As explained in the recent Legal Update, in July 2017 the Ministry of Energy and Mineral Resources (MEMR) issued Regulation No. 42 of 2017 on Supervision of Business Activities in Energy and Mineral Resources Sector (Reg. 42). Reg. 42 introduced restrictions with respect to changes in shareholding and board members of Indonesian independent power producers (IPPs) (namely, holders of electricity generation licenses (IUPTL) and geothermal licenses (IPB). Reg. 42 raised significant issues for lenders to consider, not only in the context of financing future IPP projects, but also in relation to their ability to enforce security over existing IPP projects. On 3rd August 2017, the MEMR revoked Reg. 42 and replaced it with Regulation No. 48 of 2017 on Supervision on Business Activities in Energy and Mineral Resources Sector (Reg. 48).

What's new under Reg. 48

Transfer of shares

  1. IUPTL Holders

    Reg. 48 abolished the requirement under Reg. 42 that any transfer of shares in the holder of an IUPTL had to be approved by the MEMR. Accordingly, share transfers can now be made without MEMR approval.

    However, Reg. 48 still maintains the requirement that a transfer of shares in an IUPTL holder that sells electricity to PLN must not be carried out until the power plant has reached commercial operation (COD). This restriction is exempted for transfer of shares to an affiliate in which more than 90% of the shares are owned by the transferring sponsor (i.e., subsidiary). The subsidiary must be an entity established under Indonesian law and domiciled in Indonesia and is directly owned by the transferring sponsor.

    What the above means is that after the power plant reaches COD, the shares in the IPPs are freely transferrable, whilst prior to reaching COD the shares can only be transferred to a >90% direct Indonesian subsidiary of the transferor.

    Furthermore, transfers of shares to a >90% subsidiary prior to the power plant reaching COD must also satisfy the following requirements:

    • The transfer must obtain prior written approval from the electricity purchaser, i.e. PLN.
    • The transfer must be reported to the MEMR.

    While the strict reading of Reg. 48 is clear that the additional requirements, i.e., approval of PLN and reporting to the MEMR, only apply to transfers of shares to a >90% subsidiary prior to COD, officials of the Directorate General of Electricity at the MEMR - as can be seen from their public presentation on 10th August 2017 - have interpreted this to mean that the requirements apply to transfers before and after COD. Note, however, that the presentation is not a regulation and it does not have any legal and binding power.

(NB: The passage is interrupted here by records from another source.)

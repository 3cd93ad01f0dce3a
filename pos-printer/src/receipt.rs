//! Sale receipt renderer
//!
//! Renders a sale (or a subset of its lines) into ESC/POS bytes.

use chrono::{DateTime, Utc};
use chrono_tz::Tz;
use shared::models::{Sale, SaleLine};

use crate::encoding::{pad_text, sanitize_text, truncate_with_ellipsis};
use crate::escpos::{Align, CODE_PAGE_WPC1252, EscPosBuilder};

/// Default receipt width in columns (80mm paper, condensed font)
pub const DEFAULT_WIDTH: usize = 80;

/// Columns reserved for the quantity, e.g. `"12x "`
const QTY_WIDTH: usize = 4;

/// Separator columns around the name field
const PADDING: usize = 4;

/// Lines fed before the cut
const FEED_LINES: u8 = 5;

const FOOTER_TEXT: &str = "Obrigado pela compra!";

/// Sale receipt renderer
///
/// Pure: the same sale and line selection always produce the same bytes.
#[derive(Debug, Clone)]
pub struct ReceiptRenderer {
    width: usize,
    timezone: Tz,
}

impl ReceiptRenderer {
    /// Create a renderer with the given width in columns and display timezone
    pub fn new(width: usize, timezone: Tz) -> Self {
        Self { width, timezone }
    }

    pub fn width(&self) -> usize {
        self.width
    }

    /// Columns left for the product name
    pub fn name_width(&self) -> usize {
        self.width.saturating_sub(QTY_WIDTH + PADDING)
    }

    /// Render a receipt with every line of the sale
    pub fn render(&self, sale: &Sale) -> Vec<u8> {
        self.render_lines(sale, &sale.items)
    }

    /// Render a receipt holding a single line of the sale
    pub fn render_line(&self, sale: &Sale, line: &SaleLine) -> Vec<u8> {
        self.render_lines(sale, std::iter::once(line))
    }

    /// Render a receipt with an explicit selection of lines, in the given order
    pub fn render_lines<'a>(
        &self,
        sale: &Sale,
        lines: impl IntoIterator<Item = &'a SaleLine>,
    ) -> Vec<u8> {
        let mut b = EscPosBuilder::new();

        self.render_header(&mut b, sale);

        for line in lines {
            b.line(&self.format_item_line(line.quantity, &line.product.name));
        }

        self.render_footer(&mut b);

        b.build()
    }

    /// Format one item line (without the trailing line feed)
    ///
    /// `"{q}x"` padded to the quantity column, a space, the sanitized name
    /// padded to `name_width`, a space.
    pub fn format_item_line(&self, quantity: u32, name: &str) -> String {
        // Quantities wider than the column push the name right, never cut
        let qty = format!("{:<width$}", format!("{}x", quantity), width = QTY_WIDTH);
        let name_width = self.name_width();
        let name = truncate_with_ellipsis(&sanitize_text(name), name_width);

        format!("{} {} ", qty, pad_text(&name, name_width, false))
    }

    /// Render the header section
    fn render_header(&self, b: &mut EscPosBuilder, sale: &Sale) {
        b.code_page(CODE_PAGE_WPC1252)
            .align(Align::Center)
            .bold(true)
            .double_height(true);

        b.line(&format!("Pedido: {}", sale.id));
        b.line(&format!("Data: {}", format_timestamp(sale.created_at, self.timezone)));

        let client = sale.client_name.trim();
        if !client.is_empty() {
            b.line(&format!("Cliente: {}", client));
        }
        b.line(&format!("Pagamento: {}", sale.payment_method.label()));

        b.double_height(false)
            .bold(false)
            .newline()
            .align(Align::Left);
    }

    /// Render the footer: thank-you line, feed, cut, reset
    fn render_footer(&self, b: &mut EscPosBuilder) {
        b.line(FOOTER_TEXT).feed(FEED_LINES).cut().init();
    }
}

impl Default for ReceiptRenderer {
    fn default() -> Self {
        Self::new(DEFAULT_WIDTH, Tz::UTC)
    }
}

/// Format a timestamp as `dd/mm/yyyy - HH:MM:SS` in the given timezone
fn format_timestamp(ts: DateTime<Utc>, tz: Tz) -> String {
    let local = ts.with_timezone(&tz);
    format!("{} - {}", local.format("%d/%m/%Y"), local.format("%H:%M:%S"))
}
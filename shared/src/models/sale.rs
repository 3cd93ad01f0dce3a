//! Sale Model

use chrono::{DateTime, Utc};
use rust_decimal::Decimal;
use serde::{Deserialize, Serialize};

use super::product::Product;

/// Payment method (closed set)
///
/// Wire names follow the till's own values; English aliases are accepted.
#[derive(Debug, Clone, Copy, PartialEq, Eq, Hash, Default, Serialize, Deserialize)]
pub enum PaymentMethod {
    #[serde(rename = "dinheiro", alias = "cash")]
    Cash,
    #[serde(rename = "cartão", alias = "cartao", alias = "card")]
    Card,
    #[default]
    #[serde(rename = "pix", alias = "instant-transfer")]
    InstantTransfer,
}

impl PaymentMethod {
    /// Label printed on the receipt
    pub fn label(&self) -> &'static str {
        match self {
            PaymentMethod::Cash => "Dinheiro",
            PaymentMethod::Card => "Cartão",
            PaymentMethod::InstantTransfer => "Pix",
        }
    }
}

/// One line of a sale
#[derive(Debug, Clone, PartialEq, Serialize, Deserialize)]
pub struct SaleLine {
    pub quantity: u32,
    pub product: Product,
    /// Unit price * quantity, computed when the line was rung up
    pub total_price: Decimal,
}

impl SaleLine {
    /// Create a line, computing its total from the product's unit price
    pub fn new(quantity: u32, product: Product) -> Self {
        let total_price = product.price * Decimal::from(quantity);
        Self {
            quantity,
            product,
            total_price,
        }
    }
}

/// Finalized sale record
#[derive(Debug, Clone, PartialEq, Serialize, Deserialize)]
pub struct Sale {
    pub id: i64,
    pub created_at: DateTime<Utc>,
    #[serde(default)]
    pub client_name: String,
    #[serde(default)]
    pub payment_method: PaymentMethod,
    #[serde(default)]
    pub items: Vec<SaleLine>,
    pub total: Decimal,
}

impl Sale {
    /// Sum of the line totals
    pub fn computed_total(&self) -> Decimal {
        self.items.iter().map(|line| line.total_price).sum()
    }
}

#[cfg(test)]
mod tests {
    use super::*;

    #[test]
    fn test_line_total_is_computed() {
        let line = SaleLine::new(3, Product::new(1, "Pão", Decimal::new(250, 2)));
        assert_eq!(line.total_price, Decimal::new(750, 2));
    }

    #[test]
    fn test_deserialize_sale() {
        let json = r#"{
            "id": 42,
            "created_at": "2024-01-01T10:00:00Z",
            "client_name": "Maria",
            "payment_method": "cartão",
            "items": [
                {"quantity": 2, "product": {"id": 7, "name": "Café", "price": 4.5}, "total_price": 9.0}
            ],
            "total": 9.0
        }"#;

        let sale: Sale = serde_json::from_str(json).unwrap();
        assert_eq!(sale.id, 42);
        assert_eq!(sale.payment_method, PaymentMethod::Card);
        assert_eq!(sale.items.len(), 1);
        assert_eq!(sale.items[0].product.name, "Café");
        assert_eq!(sale.computed_total(), Decimal::new(9, 0));
    }

    #[test]
    fn test_payment_method_aliases() {
        let cash: PaymentMethod = serde_json::from_str(r#""cash""#).unwrap();
        let pix: PaymentMethod = serde_json::from_str(r#""instant-transfer""#).unwrap();
        assert_eq!(cash, PaymentMethod::Cash);
        assert_eq!(pix, PaymentMethod::InstantTransfer);
        assert_eq!(serde_json::to_string(&PaymentMethod::Card).unwrap(), r#""cartão""#);
    }

    #[test]
    fn test_defaults() {
        let json = r#"{"id": 1, "created_at": "2024-01-01T10:00:00Z", "total": 0}"#;
        let sale: Sale = serde_json::from_str(json).unwrap();
        assert!(sale.client_name.is_empty());
        assert!(sale.items.is_empty());
        assert_eq!(sale.payment_method, PaymentMethod::InstantTransfer);
        assert_eq!(PaymentMethod::InstantTransfer.label(), "Pix");
    }
}
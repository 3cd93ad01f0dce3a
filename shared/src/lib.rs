//! Shared types for the point-of-sale workspace
//!
//! Finalized sale records handed to the printing subsystem by the
//! surrounding application.

pub mod models;

// Re-exports
pub use serde::{Deserialize, Serialize};
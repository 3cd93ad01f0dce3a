//! Print job dispatcher
//!
//! Serializes print jobs against the OS spooler. Any number of callers may
//! submit concurrently; one worker task sends the jobs one at a time, in
//! submission order, and reports each outcome to its own caller only.

use std::future::Future;
use std::pin::Pin;
use std::sync::Arc;
use std::sync::atomic::{AtomicBool, AtomicU64, AtomicUsize, Ordering};
use std::task::{Context, Poll};

use shared::models::Sale;
use tokio::sync::{mpsc, oneshot};
use tokio_util::sync::CancellationToken;
use tracing::{debug, error, info, instrument, warn};

use crate::error::{PrintError, PrintResult};
use crate::receipt::ReceiptRenderer;
use crate::spooler::RawSpooler;

/// Dispatcher state
#[derive(Debug, Clone, Copy, PartialEq, Eq)]
pub enum DispatcherState {
    /// No job in flight
    Idle,
    /// Exactly one job in flight
    Draining,
}

/// One queued print request
struct PrintJob {
    id: u64,
    printer_name: String,
    payload: Vec<u8>,
    done: oneshot::Sender<PrintResult<()>>,
}

/// Pending outcome of a submitted job
///
/// Resolves once the job has been sent (or has failed). Resolves to
/// [`PrintError::Abandoned`] if the dispatcher stops first.
#[derive(Debug)]
pub struct PrintHandle {
    job_id: u64,
    rx: oneshot::Receiver<PrintResult<()>>,
}

impl PrintHandle {
    pub fn job_id(&self) -> u64 {
        self.job_id
    }
}

impl Future for PrintHandle {
    type Output = PrintResult<()>;

    fn poll(mut self: Pin<&mut Self>, cx: &mut Context<'_>) -> Poll<Self::Output> {
        Pin::new(&mut self.rx)
            .poll(cx)
            .map(|outcome| outcome.unwrap_or(Err(PrintError::Abandoned)))
    }
}

/// Outcome of one line receipt
#[derive(Debug)]
pub struct LinePrintOutcome {
    /// Position of the line in the sale
    pub index: usize,
    pub product_name: String,
    pub result: PrintResult<()>,
}

/// Per-line outcomes of [`PrintDispatcher::print_sale`]
///
/// Partial failure is a normal outcome: printed slips stay printed.
#[derive(Debug)]
pub struct SalePrintReport {
    pub sale_id: i64,
    pub lines: Vec<LinePrintOutcome>,
}

impl SalePrintReport {
    pub fn is_success(&self) -> bool {
        self.lines.iter().all(|line| line.result.is_ok())
    }

    pub fn failures(&self) -> impl Iterator<Item = &LinePrintOutcome> {
        self.lines.iter().filter(|line| line.result.is_err())
    }
}

#[derive(Debug, Default)]
struct DispatcherStatus {
    in_flight: AtomicBool,
    queued: AtomicUsize,
}

/// Print dispatcher
///
/// Owns the print queue and its worker task. Construct one per process and
/// share it (e.g. behind an `Arc`) with whatever needs to print. Must be
/// created inside a Tokio runtime.
pub struct PrintDispatcher {
    tx: mpsc::UnboundedSender<PrintJob>,
    renderer: ReceiptRenderer,
    status: Arc<DispatcherStatus>,
    next_id: AtomicU64,
    shutdown: CancellationToken,
}

impl PrintDispatcher {
    /// Create a dispatcher and start its worker
    pub fn new(spooler: Arc<dyn RawSpooler>, renderer: ReceiptRenderer) -> Self {
        let (tx, rx) = mpsc::unbounded_channel();
        let status = Arc::new(DispatcherStatus::default());
        let shutdown = CancellationToken::new();

        let worker = PrintWorker {
            spooler,
            status: status.clone(),
        };
        tokio::spawn(worker.run(rx, shutdown.clone()));

        Self {
            tx,
            renderer,
            status,
            next_id: AtomicU64::new(1),
            shutdown,
        }
    }

    /// Queue a raw payload for the named printer
    ///
    /// Never fails: errors arrive through the returned handle.
    pub fn submit(&self, printer_name: impl Into<String>, payload: Vec<u8>) -> PrintHandle {
        let id = self.next_id.fetch_add(1, Ordering::Relaxed);
        let (done, rx) = oneshot::channel();
        let job = PrintJob {
            id,
            printer_name: printer_name.into(),
            payload,
            done,
        };

        debug!(
            job_id = id,
            printer = %job.printer_name,
            bytes = job.payload.len(),
            "Print job queued"
        );

        self.status.queued.fetch_add(1, Ordering::SeqCst);
        if let Err(mpsc::error::SendError(job)) = self.tx.send(job) {
            self.status.queued.fetch_sub(1, Ordering::SeqCst);
            warn!(job_id = id, "Print worker stopped, job abandoned");
            let _ = job.done.send(Err(PrintError::Abandoned));
        }

        PrintHandle { job_id: id, rx }
    }

    /// Print a sale as one slip per line item
    ///
    /// Each line is rendered on its own receipt and submitted only after the
    /// previous one has settled. A failed line does not stop the rest.
    #[instrument(skip(self, sale), fields(sale_id = sale.id, lines = sale.items.len()))]
    pub async fn print_sale(&self, printer_name: &str, sale: &Sale) -> SalePrintReport {
        info!(printer = %printer_name, "Printing sale");

        let mut lines = Vec::with_capacity(sale.items.len());
        for (index, line) in sale.items.iter().enumerate() {
            let payload = self.renderer.render_line(sale, line);
            let result = self.submit(printer_name, payload).await;

            if let Err(e) = &result {
                warn!(
                    line = index,
                    product = %line.product.name,
                    error = %e,
                    "Line receipt failed"
                );
            }

            lines.push(LinePrintOutcome {
                index,
                product_name: line.product.name.clone(),
                result,
            });
        }

        SalePrintReport {
            sale_id: sale.id,
            lines,
        }
    }

    pub fn state(&self) -> DispatcherState {
        if self.status.in_flight.load(Ordering::SeqCst) {
            DispatcherState::Draining
        } else {
            DispatcherState::Idle
        }
    }

    /// Jobs waiting behind the one in flight
    pub fn queued(&self) -> usize {
        self.status.queued.load(Ordering::SeqCst)
    }

    pub fn renderer(&self) -> &ReceiptRenderer {
        &self.renderer
    }

    /// Stop the worker
    ///
    /// The job in flight still completes; queued jobs are abandoned.
    pub fn shutdown(&self) {
        self.shutdown.cancel();
    }
}

/// Single consumer of the print queue
struct PrintWorker {
    spooler: Arc<dyn RawSpooler>,
    status: Arc<DispatcherStatus>,
}

impl PrintWorker {
    /// Run the worker (until shutdown or until every sender is gone)
    async fn run(self, mut rx: mpsc::UnboundedReceiver<PrintJob>, shutdown: CancellationToken) {
        info!("Print worker started");

        loop {
            let job = tokio::select! {
                biased;
                _ = shutdown.cancelled() => {
                    info!("Print worker received shutdown signal");
                    break;
                }
                job = rx.recv() => {
                    let Some(job) = job else {
                        info!("Print queue closed, worker stopping");
                        break;
                    };
                    job
                }
            };

            self.status.queued.fetch_sub(1, Ordering::SeqCst);
            self.status.in_flight.store(true, Ordering::SeqCst);

            let result = self.execute(&job).await;

            self.status.in_flight.store(false, Ordering::SeqCst);
            if job.done.send(result).is_err() {
                debug!(job_id = job.id, "Print handle dropped before completion");
            }
        }

        rx.close();
        let mut abandoned = 0;
        while let Ok(job) = rx.try_recv() {
            self.status.queued.fetch_sub(1, Ordering::SeqCst);
            let _ = job.done.send(Err(PrintError::Abandoned));
            abandoned += 1;
        }
        if abandoned > 0 {
            warn!(abandoned, "Queued print jobs abandoned");
        }
    }

    #[instrument(skip_all, fields(job_id = job.id, printer = %job.printer_name, bytes = job.payload.len()))]
    async fn execute(&self, job: &PrintJob) -> PrintResult<()> {
        info!("Print job started");

        let result = self.spooler.print_raw(&job.printer_name, &job.payload).await;
        match &result {
            Ok(()) => info!("Print job finished"),
            Err(e) => error!(error = %e, "Print job failed"),
        }
        result
    }
}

  2. IPB Holders, Contractors of Joint Operation Contracts and other forms of geothermal licenses

    Reg. 48 provides that IPB holders, geothermal mining license holders, Contractors of Joint Operation Contracts or the holders of other forms of non-IPB concessions (e.g., Kuasa Pengusahaan Sumber Daya Panas Bumi) may carry out transfers of shares on the Indonesian stock exchange after the exploration stage (i.e., through an initial public offering) - this follows the 2014 Geothermal Law - with prior approval from the MEMR.

    Oddly, Reg. 48 also states that MEMR approval is required for change of composition of shares listed on the stock exchange. As it would be an impossible task to control trading of shares on the stock exchange, this provision should not be interpreted to mean that any transfer of shares of a publicly listed geothermal license/concession holder is subject to MEMR approval. It is more sensible to construe the requirement for MEMR approval to apply to future rights issues conducted by listed geothermal license/concession holders.

    IPB holders, geothermal mining license holders, Contractors of Joint Operation Contracts or the holders of other forms of non-IPB concessions (e.g., Kuasa Pengusahaan Sumber Daya Panas Bumi) may transfer shares by means other than through the stock exchange. Such transfers must be reported to EBTKE Directorate General with a copy to the Electricity Directorate General.

    While the 2014 Geothermal Law only provides for transfers of shares in the stock exchange (after exploration) and is silent on (but not restrictive of) other means of transfer, Reg. 48 appears to be intended to clarify that any other means of share transfer is permitted and is not subject to approval of the MEMR. Accordingly, Reg. 48 should be read to allow for any transfer of shares (i) conducted through initial public offering in the stock exchange with approval of the MEMR and (ii) conducted by any other method without MEMR approval (but only reporting).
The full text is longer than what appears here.